=== Begin Enclosure ===

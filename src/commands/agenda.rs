//! Agenda commands: the day view, state changes, booking and history.

use serde::Deserialize;

use super::{parse_date, parse_id};
use crate::core_state::CoreState;
use crate::models::*;

/// Booking form as sent by the desktop shell.
#[derive(Debug, Clone, Deserialize)]
pub struct AppointmentRequest {
    #[serde(rename = "pacienteId")]
    pub patient_id: String,
    #[serde(rename = "fecha")]
    pub date: String,
    #[serde(rename = "hora")]
    pub time: String,
    #[serde(rename = "duracion")]
    pub duration_minutes: u32,
    #[serde(rename = "motivo", default)]
    pub reason: String,
    #[serde(rename = "estado", default)]
    pub state: Option<String>,
    #[serde(rename = "notas", default)]
    pub notes: Option<String>,
}

impl AppointmentRequest {
    fn into_new_appointment(self) -> Result<NewAppointment, String> {
        let patient_id = parse_id(&self.patient_id)?;
        let date = parse_date(&self.date)?;
        let time = parse_time_of_day(&self.time)
            .map_err(|_| "Invalid time format. Use HH:MM".to_string())?;
        if self.duration_minutes == 0 {
            return Err("Duration must be greater than zero".into());
        }
        let state = match self.state.as_deref().map(str::trim) {
            None | Some("") => AppointmentState::Pending,
            Some(name) => name
                .parse()
                .map_err(|_| format!("Unknown appointment state: {name}"))?,
        };

        Ok(NewAppointment {
            patient_id,
            date,
            time,
            duration_minutes: self.duration_minutes,
            reason: self.reason.trim().to_string(),
            state,
            notes: self.notes.filter(|n| !n.trim().is_empty()),
        })
    }
}

/// Day view for `fecha` (YYYY-MM-DD), delay computed against now.
pub fn get_daily_agenda(state: &CoreState, fecha: &str) -> Result<DailyAgenda, String> {
    let date = parse_date(fecha)?;
    state.daily_agenda(date).map_err(|e| e.to_string())
}

pub fn get_next_appointment(state: &CoreState, fecha: &str) -> Result<Option<Appointment>, String> {
    let date = parse_date(fecha)?;
    state.next_appointment(date).map_err(|e| e.to_string())
}

/// Applies a state by its wire name (`atendido`, `ausente`, ...).
pub fn change_appointment_state(state: &CoreState, id: &str, estado: &str) -> Result<(), String> {
    let id = parse_id(id)?;
    state
        .change_appointment_state(&id, estado)
        .map_err(|e| e.to_string())
}

pub fn get_appointment(state: &CoreState, id: &str) -> Result<Appointment, String> {
    let id = parse_id(id)?;
    state.get_appointment(&id).map_err(|e| e.to_string())
}

pub fn create_appointment(
    state: &CoreState,
    request: AppointmentRequest,
) -> Result<Appointment, String> {
    let new = request.into_new_appointment()?;
    state.create_appointment(&new).map_err(|e| e.to_string())
}

pub fn update_appointment(state: &CoreState, appointment: Appointment) -> Result<(), String> {
    state
        .update_appointment(&appointment)
        .map_err(|e| e.to_string())
}

pub fn delete_appointment(state: &CoreState, id: &str) -> Result<(), String> {
    let id = parse_id(id)?;
    state.delete_appointment(&id).map_err(|e| e.to_string())
}

pub fn get_patient_history(state: &CoreState, patient_id: &str) -> Result<Vec<Appointment>, String> {
    let id = parse_id(patient_id)?;
    state.patient_history(&id).map_err(|e| e.to_string())
}

/// Renders the confirmation, reminder or delay message for an appointment.
pub fn compose_message(state: &CoreState, id: &str, kind: &str) -> Result<String, String> {
    let id = parse_id(id)?;
    let kind: MessageKind = kind
        .trim()
        .parse()
        .map_err(|_| format!("Unknown message kind: {kind}"))?;
    state.compose_message(&id, kind).map_err(|e| e.to_string())
}
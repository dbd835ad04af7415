//! Patient commands.

use super::parse_id;
use crate::core_state::CoreState;
use crate::models::{NewPatient, Patient};

pub fn get_patient(state: &CoreState, id: &str) -> Result<Patient, String> {
    let id = parse_id(id)?;
    state.get_patient(&id).map_err(|e| e.to_string())
}

/// Case-insensitive match on name or phone, at most 20 results.
pub fn search_patients(state: &CoreState, termino: &str) -> Result<Vec<Patient>, String> {
    state.search_patients(termino).map_err(|e| e.to_string())
}

pub fn list_patients(state: &CoreState) -> Result<Vec<Patient>, String> {
    state.list_patients().map_err(|e| e.to_string())
}

pub fn create_patient(state: &CoreState, patient: NewPatient) -> Result<Patient, String> {
    state.create_patient(&patient).map_err(|e| e.to_string())
}

pub fn update_patient(state: &CoreState, patient: Patient) -> Result<(), String> {
    state.update_patient(&patient).map_err(|e| e.to_string())
}

pub fn delete_patient(state: &CoreState, id: &str) -> Result<(), String> {
    let id = parse_id(id)?;
    state.delete_patient(&id).map_err(|e| e.to_string())
}
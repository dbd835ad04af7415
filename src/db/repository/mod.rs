//! Repository layer — entity-scoped database operations.
//!
//! Free functions over a borrowed `Connection`, one sub-module per table.
//! `SqliteStore` wraps these behind the store ports.

mod appointment;
mod clinic;
mod license;
mod no_show;
mod patient;

use chrono::NaiveDate;
use uuid::Uuid;

use super::DatabaseError;

pub use appointment::*;
pub use clinic::*;
pub use license::*;
pub use no_show::*;
pub use patient::*;

pub(crate) fn parse_uuid(s: &str) -> Result<Uuid, DatabaseError> {
    Uuid::parse_str(s).map_err(|e| DatabaseError::ConstraintViolation(e.to_string()))
}

pub(crate) fn parse_date(s: &str) -> Result<NaiveDate, DatabaseError> {
    NaiveDate::parse_from_str(s, "%Y-%m-%d")
        .map_err(|e| DatabaseError::ConstraintViolation(format!("invalid date '{s}': {e}")))
}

=== End Enclosure ===

> Goal of the exercise
Each record should be repeated in full, exactly as it is written.

> Problem solution
filename src/commands/agenda.rs
//! Agenda commands: the day view, state changes, booking and history.

use serde::Deserialize;

use super::{parse_date, parse_id};
use crate::core_state::CoreState;
use crate::models::*;

/// Booking form as sent by the desktop shell.
#[derive(Debug, Clone, Deserialize)]
pub struct AppointmentRequest {
    #[serde(rename = "pacienteId")]
    pub patient_id: String,
    #[serde(rename = "fecha")]
    pub date: String,
    #[serde(rename = "hora")]
    pub time: String,
    #[serde(rename = "duracion")]
    pub duration_minutes: u32,
    #[serde(rename = "motivo", default)]
    pub reason: String,
    #[serde(rename = "estado", default)]
    pub state: Option<String>,
    #[serde(rename = "notas", default)]
    pub notes: Option<String>,
}

impl AppointmentRequest {
    fn into_new_appointment(self) -> Result<NewAppointment, String> {
        let patient_id = parse_id(&self.patient_id)?;
        let date = parse_date(&self.date)?;
        let time = parse_time_of_day(&self.time)
            .map_err(|_| "Invalid time format. Use HH:MM".to_string())?;
        if self.duration_minutes == 0 {
            return Err("Duration must be greater than zero".into());
        }
        let state = match self.state.as_deref().map(str::trim) {
            None | Some("") => AppointmentState::Pending,
            Some(name) => name
                .parse()
                .map_err(|_| format!("Unknown appointment state: {name}"))?,
        };

        Ok(NewAppointment {
            patient_id,
            date,
            time,
            duration_minutes: self.duration_minutes,
            reason: self.reason.trim().to_string(),
            state,
            notes: self.notes.filter(|n| !n.trim().is_empty()),
        })
    }
}

/// Day view for `fecha` (YYYY-MM-DD), delay computed against now.
pub fn get_daily_agenda(state: &CoreState, fecha: &str) -> Result<DailyAgenda, String> {
    let date = parse_date(fecha)?;
    state.daily_agenda(date).map_err(|e| e.to_string())
}

pub fn get_next_appointment(state: &CoreState, fecha: &str) -> Result<Option<Appointment>, String> {
    let date = parse_date(fecha)?;
    state.next_appointment(date).map_err(|e| e.to_string())
}

/// Applies a state by its wire name (`atendido`, `ausente`, ...).
pub fn change_appointment_state(state: &CoreState, id: &str, estado: &str) -> Result<(), String> {
    let id = parse_id(id)?;
    state
        .change_appointment_state(&id, estado)
        .map_err(|e| e.to_string())
}

pub fn get_appointment(state: &CoreState, id: &str) -> Result<Appointment, String> {
    let id = parse_id(id)?;
    state.get_appointment(&id).map_err(|e| e.to_string())
}

pub fn create_appointment(
    state: &CoreState,
    request: AppointmentRequest,
) -> Result<Appointment, String> {
    let new = request.into_new_appointment()?;
    state.create_appointment(&new).map_err(|e| e.to_string())
}

pub fn update_appointment(state: &CoreState, appointment: Appointment) -> Result<(), String> {
    state
        .update_appointment(&appointment)
        .map_err(|e| e.to_string())
}

pub fn delete_appointment(state: &CoreState, id: &str) -> Result<(), String> {
    let id = parse_id(id)?;
    state.delete_appointment(&id).map_err(|e| e.to_string())
}

pub fn get_patient_history(state: &CoreState, patient_id: &str) -> Result<Vec<Appointment>, String> {
    let id = parse_id(patient_id)?;
    state.patient_history(&id).map_err(|e| e.to_string())
}

/// Renders the confirmation, reminder or delay message for an appointment.
pub fn compose_message(state: &CoreState, id: &str, kind: &str) -> Result<String, String> {
    let id = parse_id(id)?;
    let kind: MessageKind = kind
        .trim()
        .parse()
        .map_err(|_| format!("Unknown message kind: {kind}"))?;
    state.compose_message(&id, kind).map_err(|e| e.to_string())
}
repository dbd835ad04af7415
//! Patient commands.

use super::parse_id;
use crate::core_state::CoreState;
use crate::models::{NewPatient, Patient};

pub fn get_patient(state: &CoreState, id: &str) -> Result<Patient, String> {
    let id = parse_id(id)?;
    state.get_patient(&id).map_err(|e| e.to_string())
}

/// Case-insensitive match on name or phone, at most 20 results.
pub fn search_patients(state: &CoreState, termino: &str) -> Result<Vec<Patient>, String> {
    state.search_patients(termino).map_err(|e| e.to_string())
}

pub fn list_patients(state: &CoreState) -> Result<Vec<Patient>, String> {
    state.list_patients().map_err(|e| e.to_string())
}

pub fn create_patient(state: &CoreState, patient: NewPatient) -> Result<Patient, String> {
    state.create_patient(&patient).map_err(|e| e.to_string())
}

pub fn update_patient(state: &CoreState, patient: Patient) -> Result<(), String> {
    state.update_patient(&patient).map_err(|e| e.to_string())
}

pub fn delete_patient(state: &CoreState, id: &str) -> Result<(), String> {
    let id = parse_id(id)?;
    state.delete_patient(&id).map_err(|e| e.to_string())
}
repository dbd835ad04af7415
filename src/db/repository/mod.rs
//! Repository layer — entity-scoped database operations.
//!
//! Free functions over a borrowed `Connection`, one sub-module per table.
//! `SqliteStore` wraps these behind the store ports.

mod appointment;
mod clinic;
mod license;
mod no_show;
mod patient;

use chrono::NaiveDate;
use uuid::Uuid;

use super::DatabaseError;

pub use appointment::*;
pub use clinic::*;
pub use license::*;
pub use no_show::*;
pub use patient::*;

pub(crate) fn parse_uuid(s: &str) -> Result<Uuid, DatabaseError> {
    Uuid::parse_str(s).map_err(|e| DatabaseError::ConstraintViolation(e.to_string()))
}

pub(crate) fn parse_date(s: &str) -> Result<NaiveDate, DatabaseError> {
    NaiveDate::parse_from_str(s, "%Y-%m-%d")
        .map_err(|e| DatabaseError::ConstraintViolation(format!("invalid date '{s}': {e}")))
}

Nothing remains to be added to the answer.